Oilers legend squared off against Jets Hall of Famer throughout career while also teaming up on iconic 1987 Canada Cup squad

by Staff /

EDMONTON, AB - Two of the greatest hockey players ever shared memories from their glory days one last time on Monday, one day before one of them passed away after a courageous battle with cancer.

Oilers legend Wayne Gretzky told's Tim Campbell that he talked on the phone with Dale Hawerchuk mere hours before the fellow Hockey Hall of Famer succumbed to his fight with stomach cancer at the age of 57.

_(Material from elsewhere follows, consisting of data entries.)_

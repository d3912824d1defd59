//! cgroup v1: one hierarchy per controller set.

use std::collections::HashMap;
use std::path::Path;

use tracing::{debug, trace};

use super::cgroup::CGroup;
use super::error::CgroupError;
use super::mountpoint::parse_mount_info;
use super::subsys::parse_cgroup_subsystems;
use super::{
    CGROUP_CPU_CFS_PERIOD_US_PARAM, CGROUP_CPU_CFS_QUOTA_US_PARAM, CGROUP_FS_TYPE,
    CGROUP_SUBSYS_CPU, PROC_PATH_CGROUP, PROC_PATH_MOUNT_INFO,
};

/// Controller name to cgroup directory, e.g. `cpu` to
/// `/sys/fs/cgroup/cpu,cpuacct/docker/abc`.
#[derive(Debug, Clone, Default)]
pub struct CGroups {
    groups: HashMap<String, CGroup>,
}

impl CGroups {
    /// Resolve every v1 controller of a process from its mountinfo and
    /// cgroup files.
    pub fn new<P, Q>(proc_path_mount_info: P, proc_path_cgroup: Q) -> Result<Self, CgroupError>
    where
        P: AsRef<Path>,
        Q: AsRef<Path>,
    {
        let subsystems = parse_cgroup_subsystems(proc_path_cgroup)?;
        let mut groups = HashMap::new();

        parse_mount_info(proc_path_mount_info, |mp| {
            if mp.fs_type != CGROUP_FS_TYPE {
                return Ok(());
            }

            for opt in &mp.super_options {
                let Some(subsys) = subsystems.get(opt) else {
                    continue;
                };

                let cgroup_path = mp.translate(&subsys.name)?;
                trace!("cgroup v1 {}: {}", opt, cgroup_path);
                groups.insert(opt.clone(), CGroup::new(cgroup_path));
            }

            Ok(())
        })?;

        debug!("Resolved {} cgroup v1 controllers", groups.len());
        Ok(Self { groups })
    }

    /// Resolve the controllers of the current process.
    pub fn for_current_process() -> Result<Self, CgroupError> {
        Self::new(PROC_PATH_MOUNT_INFO, PROC_PATH_CGROUP)
    }

    pub fn get(&self, subsys: &str) -> Option<&CGroup> {
        self.groups.get(subsys)
    }

    #[cfg(test)]
    pub(crate) fn insert(&mut self, subsys: impl Into<String>, cgroup: CGroup) {
        self.groups.insert(subsys.into(), cgroup);
    }

    pub fn iter(&self) -> impl Iterator<Item = (&str, &CGroup)> {
        self.groups.iter().map(|(k, v)| (k.as_str(), v))
    }

    pub fn len(&self) -> usize {
        self.groups.len()
    }

    pub fn is_empty(&self) -> bool {
        self.groups.is_empty()
    }

    /// CFS quota divided by CFS period for the `cpu` controller.
    ///
    /// `Ok(None)` when there is no `cpu` controller or the quota is not
    /// positive (`-1` means unlimited). A period that is not positive is an
    /// error.
    pub fn cpu_quota(&self) -> Result<Option<f64>, CgroupError> {
        let Some(cpu) = self.groups.get(CGROUP_SUBSYS_CPU) else {
            return Ok(None);
        };

        let quota = cpu.read_int(CGROUP_CPU_CFS_QUOTA_US_PARAM)?;
        if quota <= 0 {
            return Ok(None);
        }

        let period = cpu.read_int(CGROUP_CPU_CFS_PERIOD_US_PARAM)?;
        if period <= 0 {
            return Err(CgroupError::ZeroPeriod {
                path: cpu.param_path(CGROUP_CPU_CFS_PERIOD_US_PARAM),
            });
        }

        trace!("cgroup v1 cpu quota: {}/{}", quota, period);
        Ok(Some(quota as f64 / period as f64))
    }
}
//! Parallelism configuration.

use super::parse::{env_opt, parse_or};
use super::ConfigError;
use crate::maxprocs::DEFAULT_KNOB_NAME;
use crate::runtime::MIN_PARALLELISM;

/// Parallelism configuration loaded from environment.
#[derive(Clone, Debug, PartialEq, Eq)]
pub struct ProcsConfig {
    /// Floor for the computed parallelism (MAXPROCS_MIN).
    pub min: i32,
    /// Override variable honoured instead of cgroups (MAXPROCS_ENV_KEY).
    pub env_key: String,
}

impl ProcsConfig {
    /// Load configuration from environment variables.
    pub fn from_env() -> Result<Self, ConfigError> {
        Self::resolve(env_opt("MAXPROCS_MIN"), env_opt("MAXPROCS_ENV_KEY"))
    }

    fn resolve(min: Option<String>, env_key: Option<String>) -> Result<Self, ConfigError> {
        let min = parse_or("MAXPROCS_MIN", min, MIN_PARALLELISM)?;
        if min <= 0 {
            return Err(ConfigError::Invalid {
                key: "MAXPROCS_MIN".into(),
                message: "minimum must be positive".into(),
            });
        }

        Ok(Self {
            min,
            env_key: env_key.unwrap_or_else(|| DEFAULT_KNOB_NAME.to_string()),
        })
    }
}

impl Default for ProcsConfig {
    fn default() -> Self {
        Self {
            min: MIN_PARALLELISM,
            env_key: DEFAULT_KNOB_NAME.to_string(),
        }
    }
}
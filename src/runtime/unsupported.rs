//! Platforms without cgroups: the quota is always undefined.

use super::{CgroupVersion, CpuQuotaStatus, ProcPaths};
use crate::cgroups::CgroupError;

pub fn cpu_quota_to_parallelism_at(
    _paths: &ProcPaths,
    _min_value: i32,
) -> Result<(i32, CpuQuotaStatus), CgroupError> {
    Ok((-1, CpuQuotaStatus::Undefined))
}

pub fn quota_with_version_at(
    _paths: &ProcPaths,
    _min_value: i32,
) -> Result<(i32, CpuQuotaStatus, CgroupVersion), CgroupError> {
    Ok((-1, CpuQuotaStatus::Undefined, CgroupVersion::None))
}

pub fn detect_version(_paths: &ProcPaths) -> Result<CgroupVersion, CgroupError> {
    Ok(CgroupVersion::None)
}

#[cfg(test)]
mod tests {
    use super::*;

    #[test]
    fn test_always_undefined() {
        let paths = ProcPaths::default();
        assert_eq!(
            cpu_quota_to_parallelism_at(&paths, 4).unwrap(),
            (-1, CpuQuotaStatus::Undefined)
        );
        assert_eq!(detect_version(&paths).unwrap(), CgroupVersion::None);
        assert_eq!(
            quota_with_version_at(&paths, 4).unwrap(),
            (-1, CpuQuotaStatus::Undefined, CgroupVersion::None)
        );
    }
}
//! The host runtime's parallelism setting.

use std::fmt;
use std::sync::atomic::{AtomicUsize, Ordering};
use std::sync::Arc;

use super::options::LogFn;

/// Default knob name, also the default override variable.
pub const DEFAULT_KNOB_NAME: &str = "GOMAXPROCS";

/// A process-wide parallelism setting that [`set`](super::set) adjusts.
pub trait ParallelismKnob: Send + Sync {
    /// Name used in log messages and as the default override variable.
    fn name(&self) -> &str;

    fn get(&self) -> usize;

    fn set(&self, procs: usize);
}

/// 0 until first read, then the current value.
static MAX_PROCS: AtomicUsize = AtomicUsize::new(0);

/// The crate's own knob, shared by the whole process.
///
/// Starts at the number of logical CPUs. Runtimes read it with
/// [`current`] when sizing their worker pools.
#[derive(Debug, Clone, Copy, Default)]
pub struct GlobalKnob;

impl ParallelismKnob for GlobalKnob {
    fn name(&self) -> &str {
        DEFAULT_KNOB_NAME
    }

    fn get(&self) -> usize {
        let procs = MAX_PROCS.load(Ordering::Acquire);
        if procs != 0 {
            return procs;
        }

        let cpus = num_cpus::get().max(1);
        match MAX_PROCS.compare_exchange(0, cpus, Ordering::AcqRel, Ordering::Acquire) {
            Ok(_) => cpus,
            Err(existing) => existing,
        }
    }

    fn set(&self, procs: usize) {
        MAX_PROCS.store(procs.max(1), Ordering::Release);
    }
}

/// Current value of the process-wide knob.
pub fn current() -> usize {
    GlobalKnob.get()
}

/// Restores a knob to the value it had before [`set`](super::set).
///
/// Restoration happens on [`undo`](Undo::undo) or on drop; call
/// [`keep`](Undo::keep) to leave the new value in place.
#[must_use = "dropping the guard restores the previous parallelism"]
pub struct Undo {
    restore: Option<Restore>,
}

struct Restore {
    knob: Arc<dyn ParallelismKnob>,
    prev: usize,
    log: Option<LogFn>,
}

impl Undo {
    pub(crate) fn new(knob: Arc<dyn ParallelismKnob>, prev: usize, log: Option<LogFn>) -> Self {
        Self {
            restore: Some(Restore { knob, prev, log }),
        }
    }

    /// Value the knob will be reset to.
    pub fn previous(&self) -> Option<usize> {
        self.restore.as_ref().map(|r| r.prev)
    }

    /// Reset the knob now.
    pub fn undo(mut self) {
        self.restore_now();
    }

    /// Keep the current value for the rest of the process.
    pub fn keep(mut self) {
        self.restore.take();
    }

    fn restore_now(&mut self) {
        if let Some(restore) = self.restore.take() {
            if let Some(log) = &restore.log {
                log(format_args!(
                    "maxprocs: resetting {} to {}",
                    restore.knob.name(),
                    restore.prev
                ));
            }
            restore.knob.set(restore.prev);
        }
    }
}

impl Drop for Undo {
    fn drop(&mut self) {
        self.restore_now();
    }
}

impl fmt::Debug for Undo {
    fn fmt(&self, f: &mut fmt::Formatter<'_>) -> fmt::Result {
        f.debug_struct("Undo")
            .field("previous", &self.previous())
            .finish()
    }
}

Gretzky and Hawerchuk entered the NHL just two seasons apart and played countless games against one another in the 1980s with Wayne's Oilers and Dale's Winnipeg Jets both members of the old Smythe Division.

The bulk of their last conversation on Monday wasn't about their longtime rivalry, though, but rather the time they joined forces to capture the 1987 Canada Cup with Hawerchuk winning the faceoff to start the play that saw Gretzky set up Mario Lemieux for the tournament-clinching goal against the Soviets.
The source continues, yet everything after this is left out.